Now, standing outside the door to Professor Keene’s office yet again, she stiffened her spine, mentally preparing to fling herself upon an impossible being’s mercy.
Either he would protect her as he claimed, or he really was some cosmically evil villain, justly imprisoned and lying through his teeth, who planned to kill her—the way things had been going for her lately—gruesomely and with much blood, right there on the spot.
If that was the case, she was damned if she did and damned if she didn’t, her demise a mere bit of squabbling over place and time, so she should probably just buck up and get it over with.
She glanced at her watch—12:42 A.M.
Good-bye life as she knew it, hello chaos. Hopefully not just good-bye life.
She pushed open the door and stepped into the office. “Okay,” she told the silvery surface with a sigh, “I think we can make a deal.”
He was there before she’d even fully formed the word “think.” She finished the rest of the sentence a bit breathlessly.
A slow, exultant smile curved his lips.
“Deal, my ballocks.
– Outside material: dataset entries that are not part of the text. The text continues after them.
// ABOUTME: Error types for the pull progress engine.
// ABOUTME: Classification and transition failures, unified per stream with SNAFU.

use snafu::Snafu;

use crate::runtime::RuntimeType;
use crate::types::{LayerId, ParseDigestError};

/// A raw progress record that could not be turned into a `PullEvent`.
#[derive(Debug, thiserror::Error)]
pub enum ClassifyError {
    #[error("malformed progress record: {0}")]
    MalformedRecord(#[from] serde_json::Error),

    #[error("unknown pull status: {0}")]
    UnknownStatus(String),

    #[error("layer status '{0}' has no layer id")]
    MissingLayerId(String),

    #[error("invalid digest in '{status}': {source}")]
    InvalidDigest {
        status: String,
        source: ParseDigestError,
    },

    #[error("invalid extraction duration '{value}': {source}")]
    InvalidDuration {
        value: String,
        source: humantime::DurationError,
    },
}

/// An event that is not valid for the current layer or pull state.
#[derive(Debug, Clone, PartialEq, Eq, thiserror::Error)]
pub enum TransitionError {
    #[error("invalid transition on layer {layer} ({state} + {event})")]
    InvalidLayerTransition {
        layer: LayerId,
        state: &'static str,
        event: &'static str,
    },

    #[error("layer {layer} already finished ({state}), tried {event}")]
    LayerTerminated {
        layer: LayerId,
        state: &'static str,
        event: &'static str,
    },

    #[error("invalid initial event for a {flavor} pull: {event}")]
    InvalidInitialEvent {
        event: &'static str,
        flavor: RuntimeType,
    },

    #[error("pull already finished ({state}), tried {event}")]
    PullTerminated {
        state: &'static str,
        event: &'static str,
    },

    #[error("cannot complete pull: no digest event received")]
    MissingDigest,
}

/// Fatal failure of a snapshot stream. The stream closes right after reporting it.
#[derive(Debug, Snafu)]
#[snafu(visibility(pub))]
pub enum StreamError {
    #[snafu(display("line {line}: {source}"))]
    Classification { line: usize, source: ClassifyError },

    #[snafu(display("line {line}: {source}"))]
    Transition { line: usize, source: TransitionError },

    #[snafu(display("failed to read progress stream: {source}"))]
    Read { source: std::io::Error },
}

/// Error kind for programmatic handling.
#[derive(Debug, Clone, Copy, PartialEq, Eq)]
pub enum StreamErrorKind {
    /// Malformed JSON or an unrecognized status.
    Classification,
    /// Event not valid for the current layer or pull state.
    InvalidTransition,
    /// The underlying byte stream failed.
    Read,
}

impl StreamError {
    /// Returns the error kind for programmatic handling.
    pub fn kind(&self) -> StreamErrorKind {
        match self {
            StreamError::Classification { .. } => StreamErrorKind::Classification,
            StreamError::Transition { .. } => StreamErrorKind::InvalidTransition,
            StreamError::Read { .. } => StreamErrorKind::Read,
        }
    }

    /// 1-based input line that caused the failure, when one did.
    pub fn line(&self) -> Option<usize> {
        match self {
            StreamError::Classification { line, .. } | StreamError::Transition { line, .. } => {
                Some(*line)
            }
            StreamError::Read { .. } => None,
        }
    }
}
// ABOUTME: Pull command: pulls through the local runtime and follows the snapshots.
// ABOUTME: A configured or flagged timeout flips the cancellation signal.

use pullscope::auth::AuthResolver;
use pullscope::config::Config;
use pullscope::error::{Error, Result};
use pullscope::output::Output;
use pullscope::pull::{
    DaemonManifestSource, FileManifestSource, ManifestSource, Pull, PullRequest,
    pull_with_state,
};
use pullscope::runtime;
use pullscope::types::{ImageRef, Platform};
use std::path::PathBuf;
use std::sync::Arc;
use std::time::Duration;
use tokio::sync::watch;

use super::follow::{conclude, follow};

pub struct PullArgs {
    pub image: ImageRef,
    pub manifest: Option<PathBuf>,
    pub platform: Option<Platform>,
    pub timeout: Option<Duration>,
}

pub async fn pull(config: &Config, args: PullArgs, output: &mut Output) -> Result<()> {
    let runtime = Arc::new(runtime::connect(Some(&config.runtime_config()))?);
    output.progress(&format!(
        "Using {} at {}",
        runtime.runtime_type(),
        runtime.socket_path()
    ));

    let auth: Arc<dyn AuthResolver> = Arc::from(config.auth_resolver()?);
    let manifests: Box<dyn ManifestSource> = match args.manifest {
        Some(path) => Box::new(FileManifestSource::new(path)),
        None => Box::new(DaemonManifestSource::new(
            Arc::clone(&runtime),
            Arc::clone(&auth),
        )),
    };

    let mut request = PullRequest::new(args.image.clone());
    if let Some(platform) = args.platform.or_else(|| config.platform.clone()) {
        request = request.with_platform(platform);
    }

    let (cancel_tx, cancel_rx) = watch::channel(false);
    let timeout = args.timeout.or(config.timeout);
    let timer = timeout.map(|limit| {
        let cancel_tx = cancel_tx.clone();
        tokio::spawn(async move {
            tokio::time::sleep(limit).await;
            tracing::debug!(?limit, "pull timed out, cancelling");
            cancel_tx.send_replace(true);
        })
    });

    output.start_timer();
    let (_, snapshots) = pull_with_state(
        runtime.as_ref(),
        manifests.as_ref(),
        auth.as_ref(),
        &request,
        config.driver_options(),
        cancel_rx,
    )
    .await?;

    let last = follow(snapshots, output).await;
    if let Some(timer) = timer {
        timer.abort();
    }
    let last = last?;

    if timed_out(*cancel_tx.borrow(), last.as_ref())
        && let Some(limit) = timeout
    {
        return Err(Error::TimedOut(
            humantime::format_duration(limit).to_string(),
        ));
    }

    conclude(&args.image.to_string(), last, output)
}

/// A deadline only counts if it cut the pull short.
fn timed_out(cancelled: bool, last: Option<&Pull>) -> bool {
    cancelled && !last.is_some_and(Pull::is_terminal)
}

#[cfg(test)]
mod tests {
    use super::*;
    use pullscope::pull::{Manifest, PullContext, replay};
    use pullscope::runtime::RuntimeType;

    fn snapshots(lines: &[&str]) -> Vec<Pull> {
        let context = PullContext::new(
            ImageRef::parse("x:latest").unwrap(),
            Manifest::default(),
            RuntimeType::Docker,
        );
        replay(context, lines.iter().copied()).unwrap()
    }

    #[test]
    fn deadline_after_completion_is_not_a_timeout() {
        let pulls = snapshots(&[
            r#"{"status":"Pulling from x"}"#,
            r#"{"id":"aaa","status":"Already exists"}"#,
            r#"{"status":"Digest: sha256:deadbeef"}"#,
            r#"{"status":"Status: Image is up to date for x:latest"}"#,
        ]);
        let last = pulls.last().unwrap();
        assert!(last.is_terminal());
        assert!(!timed_out(true, Some(last)));
    }

    #[test]
    fn deadline_during_pull_is_a_timeout() {
        let pulls = snapshots(&[
            r#"{"status":"Pulling from x"}"#,
            r#"{"id":"aaa","status":"Pulling fs layer"}"#,
        ]);
        assert!(timed_out(true, pulls.last()));
        assert!(timed_out(true, None));
        assert!(!timed_out(false, pulls.last()));
    }
}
Get me the bloody hell out of here, woman.”
6
“Don’t give me excuses,” Lucan snarled into the phone. “Roman is dead. I need Eve in Chicago now.”
He rose and stood before the tall windows of his study, staring out at the London dawn as the first faint streaks of sun burned off the fog. The sky beyond was still dim enough that he could also see his own reflection superimposed on the tinted glass. Alone, he did not bother with a spell to conceal his appearance.
His entire skull was a miasma of crimson-and-black runes, his tongue flickered black inside his tattooed mouth when he spoke, and his eyes were feral crimson.
It was Thursday morning. He had twenty days.
He turned his gaze to the darker spot on the silk wallpaper where the Dark Glass had hung for so long. Cian’s captivity had been a constant source of amusement to him—the legendary Keltar, the most powerful of all Druids ever known, ensorcelled by one Lucan Myrrdin Trevayne.
His hands fisted, his jaw clenched. That empty spot would be filled again, and soon. Returning his attention to the conversation, he snapped, “The St. James woman knows she’s in danger now. There’s no telling what she’ll do. I need her taken care of immediately. But first, I need that damned mirror back. Roman said it was in the professor’s office. Have her ship it to my private residence the moment she arrives. Then get rid of the girl and anyone else who’s seen it.”
Damn Roman. The police were asking too many questions, and he suspected at least one or two officers had seen the Dark Glass, which meant retiring a few members of law enforcement, and those cases never closed. In the past he’d not denied Roman his preference for strangulation, so long as he went in, disposed of all problems before the police found any bodies, and got out fast, before an investigation was even opened.
But he hadn’t. He’d failed with the woman and ended up dead himself.
Which gave Lucan no small amount of pause.
How had Roman ended up on the commons with his neck broken? He could think of one man that possessed the deadly strength and skill to snap the Russian’s neck as if popping chicken bones: Cian MacKeltar.
And if that were the case, someone had let him out of the mirror. Not good, not good at all.
The only person he could fathom might have done so was the St. James woman. According to Roman, when he’d last checked in, there were four people in Chicago who’d seen the Dark Glass or, like Dr. Liam Keene, had possessed critical knowledge of it, and Jessica St. James was the final one to be dispatched. Lucan knew well the Keltar had a way with women.
His upper lip curled. So much wasted on a primitive mountain-man, a Highlander, no less. Not just looks, strength, and charisma, but wild, pure magic. The kind of power Lucan had worked dozens of lifetimes to achieve a mere fraction of, the Keltar had been born with a hundredfold.
If the St. James woman had indeed been seduced to the Keltar’s bidding, then Lucan was sending Eve to her death. He’d have his answer soon enough. If Eve went missing, he’d know he had a far more serious problem on his hands than he’d thought.
“Tell her to put her other contract on hold. I need her now.” A pause. A growl. “I don’t believe you have no way of reaching her. Find one. Get her in Chicago today or else.”
He listened a moment, holding the phone away from his ear. After a long pause he said tightly, “I don’t think you understand. I want her there now. I’d advise you to pass on my orders to her and let her decide.” He punched off the phone, terminating the call. He knew what she would do. She trafficked in death for a living, and feared little, but she feared Lucan. They’d had a liaison a few years past. She knew his true nature. She would obey.